### Work to be completed
Please retype the records below exactly, from the first line down to and including the line with "use crate::providers::error::ProviderResult;".

### Material provided
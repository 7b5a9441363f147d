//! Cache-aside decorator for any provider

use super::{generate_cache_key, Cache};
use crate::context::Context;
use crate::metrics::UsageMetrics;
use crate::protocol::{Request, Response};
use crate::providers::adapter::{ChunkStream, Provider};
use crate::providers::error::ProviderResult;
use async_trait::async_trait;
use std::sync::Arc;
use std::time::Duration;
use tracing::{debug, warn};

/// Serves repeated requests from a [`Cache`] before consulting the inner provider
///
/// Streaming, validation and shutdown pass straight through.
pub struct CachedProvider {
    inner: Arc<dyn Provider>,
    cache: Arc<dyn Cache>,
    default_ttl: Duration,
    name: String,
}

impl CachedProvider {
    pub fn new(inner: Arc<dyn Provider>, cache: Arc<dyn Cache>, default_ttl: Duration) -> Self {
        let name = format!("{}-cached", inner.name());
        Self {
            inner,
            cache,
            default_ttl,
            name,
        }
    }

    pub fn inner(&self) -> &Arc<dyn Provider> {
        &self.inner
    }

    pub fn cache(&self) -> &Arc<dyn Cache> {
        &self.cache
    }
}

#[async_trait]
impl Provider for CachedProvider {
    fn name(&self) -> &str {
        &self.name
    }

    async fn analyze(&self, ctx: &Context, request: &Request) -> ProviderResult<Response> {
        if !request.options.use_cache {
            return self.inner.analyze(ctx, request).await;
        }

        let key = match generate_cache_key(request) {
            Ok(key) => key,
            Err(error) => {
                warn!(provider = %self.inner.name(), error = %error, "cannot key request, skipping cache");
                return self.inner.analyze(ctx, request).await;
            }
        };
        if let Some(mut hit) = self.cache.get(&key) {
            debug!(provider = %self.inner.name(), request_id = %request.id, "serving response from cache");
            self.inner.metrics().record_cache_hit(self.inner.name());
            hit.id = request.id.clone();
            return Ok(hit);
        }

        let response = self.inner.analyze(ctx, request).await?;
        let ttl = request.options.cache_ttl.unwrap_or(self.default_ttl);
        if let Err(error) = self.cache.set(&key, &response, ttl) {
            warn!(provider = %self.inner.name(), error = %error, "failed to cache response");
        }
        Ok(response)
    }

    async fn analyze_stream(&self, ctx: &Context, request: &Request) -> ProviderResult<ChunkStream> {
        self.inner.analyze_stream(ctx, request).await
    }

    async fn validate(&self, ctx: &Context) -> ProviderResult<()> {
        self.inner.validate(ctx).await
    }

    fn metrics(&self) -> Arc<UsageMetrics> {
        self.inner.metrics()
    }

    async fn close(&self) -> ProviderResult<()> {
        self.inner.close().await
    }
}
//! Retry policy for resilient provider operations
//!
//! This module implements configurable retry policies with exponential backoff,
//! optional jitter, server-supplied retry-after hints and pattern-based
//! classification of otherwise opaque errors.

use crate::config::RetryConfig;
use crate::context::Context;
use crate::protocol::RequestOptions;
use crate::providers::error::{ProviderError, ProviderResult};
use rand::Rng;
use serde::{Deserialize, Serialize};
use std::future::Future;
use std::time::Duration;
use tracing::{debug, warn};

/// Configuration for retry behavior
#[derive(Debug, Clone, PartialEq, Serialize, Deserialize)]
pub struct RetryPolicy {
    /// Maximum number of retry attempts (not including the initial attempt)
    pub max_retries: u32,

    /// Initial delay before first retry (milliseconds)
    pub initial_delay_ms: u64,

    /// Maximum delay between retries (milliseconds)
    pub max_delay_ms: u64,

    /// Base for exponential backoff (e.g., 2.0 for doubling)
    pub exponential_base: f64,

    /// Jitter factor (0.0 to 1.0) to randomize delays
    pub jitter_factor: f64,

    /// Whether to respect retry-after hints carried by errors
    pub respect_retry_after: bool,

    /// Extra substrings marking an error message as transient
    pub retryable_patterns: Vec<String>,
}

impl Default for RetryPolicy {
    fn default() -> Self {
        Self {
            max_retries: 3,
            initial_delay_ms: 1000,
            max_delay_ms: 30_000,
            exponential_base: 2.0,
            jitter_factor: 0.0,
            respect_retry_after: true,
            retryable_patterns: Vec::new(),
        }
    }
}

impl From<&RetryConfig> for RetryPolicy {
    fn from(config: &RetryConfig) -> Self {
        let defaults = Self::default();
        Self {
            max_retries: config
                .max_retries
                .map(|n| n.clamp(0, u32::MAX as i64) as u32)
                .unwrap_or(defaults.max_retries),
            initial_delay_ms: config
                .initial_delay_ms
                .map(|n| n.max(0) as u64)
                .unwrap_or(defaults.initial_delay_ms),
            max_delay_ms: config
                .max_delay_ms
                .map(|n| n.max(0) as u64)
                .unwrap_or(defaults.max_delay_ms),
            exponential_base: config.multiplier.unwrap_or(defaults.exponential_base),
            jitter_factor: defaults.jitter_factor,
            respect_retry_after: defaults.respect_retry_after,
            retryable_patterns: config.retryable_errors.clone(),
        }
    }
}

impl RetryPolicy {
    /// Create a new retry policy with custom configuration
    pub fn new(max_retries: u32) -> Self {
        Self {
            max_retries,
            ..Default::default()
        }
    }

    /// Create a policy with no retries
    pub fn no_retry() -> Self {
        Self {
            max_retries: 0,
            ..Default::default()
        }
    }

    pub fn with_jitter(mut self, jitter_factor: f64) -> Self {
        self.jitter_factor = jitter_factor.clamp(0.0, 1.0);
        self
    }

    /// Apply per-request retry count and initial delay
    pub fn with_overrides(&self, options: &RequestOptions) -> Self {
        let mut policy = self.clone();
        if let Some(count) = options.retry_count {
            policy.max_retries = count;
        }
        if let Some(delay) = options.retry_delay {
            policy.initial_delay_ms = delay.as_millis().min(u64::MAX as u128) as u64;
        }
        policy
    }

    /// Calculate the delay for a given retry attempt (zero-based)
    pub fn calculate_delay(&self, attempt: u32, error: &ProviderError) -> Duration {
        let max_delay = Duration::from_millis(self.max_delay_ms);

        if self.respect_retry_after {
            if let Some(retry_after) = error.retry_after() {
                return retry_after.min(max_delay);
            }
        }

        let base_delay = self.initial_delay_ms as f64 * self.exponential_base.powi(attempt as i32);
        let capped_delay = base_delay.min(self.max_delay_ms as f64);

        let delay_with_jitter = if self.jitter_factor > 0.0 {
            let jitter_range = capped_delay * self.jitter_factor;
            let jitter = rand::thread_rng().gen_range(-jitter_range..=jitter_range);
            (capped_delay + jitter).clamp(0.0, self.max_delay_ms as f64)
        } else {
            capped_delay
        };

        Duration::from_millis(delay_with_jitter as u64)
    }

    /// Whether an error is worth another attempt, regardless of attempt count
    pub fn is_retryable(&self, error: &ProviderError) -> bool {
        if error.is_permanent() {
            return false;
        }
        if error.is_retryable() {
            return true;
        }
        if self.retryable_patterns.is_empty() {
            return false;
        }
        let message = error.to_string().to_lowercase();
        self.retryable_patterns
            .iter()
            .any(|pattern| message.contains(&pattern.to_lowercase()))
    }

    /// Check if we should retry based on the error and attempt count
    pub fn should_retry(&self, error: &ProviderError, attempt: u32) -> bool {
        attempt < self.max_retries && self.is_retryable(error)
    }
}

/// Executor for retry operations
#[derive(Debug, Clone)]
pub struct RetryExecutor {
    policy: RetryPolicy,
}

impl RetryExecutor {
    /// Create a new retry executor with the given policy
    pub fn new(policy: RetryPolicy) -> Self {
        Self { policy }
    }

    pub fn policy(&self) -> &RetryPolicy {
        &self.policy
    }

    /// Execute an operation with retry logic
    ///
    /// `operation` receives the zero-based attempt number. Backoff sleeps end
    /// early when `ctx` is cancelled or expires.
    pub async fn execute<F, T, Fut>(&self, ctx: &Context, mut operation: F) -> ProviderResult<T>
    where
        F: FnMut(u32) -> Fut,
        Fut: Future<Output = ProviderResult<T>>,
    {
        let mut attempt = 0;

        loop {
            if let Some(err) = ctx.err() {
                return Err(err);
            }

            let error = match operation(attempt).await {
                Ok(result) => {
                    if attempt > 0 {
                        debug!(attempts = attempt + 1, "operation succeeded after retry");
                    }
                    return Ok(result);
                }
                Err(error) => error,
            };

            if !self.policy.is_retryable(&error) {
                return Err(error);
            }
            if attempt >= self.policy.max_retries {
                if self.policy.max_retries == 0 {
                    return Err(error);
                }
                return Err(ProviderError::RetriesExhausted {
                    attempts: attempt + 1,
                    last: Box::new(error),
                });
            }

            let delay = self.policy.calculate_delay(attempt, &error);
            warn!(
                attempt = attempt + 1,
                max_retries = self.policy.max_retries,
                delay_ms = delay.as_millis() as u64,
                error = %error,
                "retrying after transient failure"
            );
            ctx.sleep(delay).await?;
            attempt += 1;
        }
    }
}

### Answer box
repository 7b5a9441363f147d
//! Cache-aside decorator for any provider

use super::{generate_cache_key, Cache};
use crate::context::Context;
use crate::metrics::UsageMetrics;
use crate::protocol::{Request, Response};
use crate::providers::adapter::{ChunkStream, Provider};
use crate::providers::error::ProviderResult;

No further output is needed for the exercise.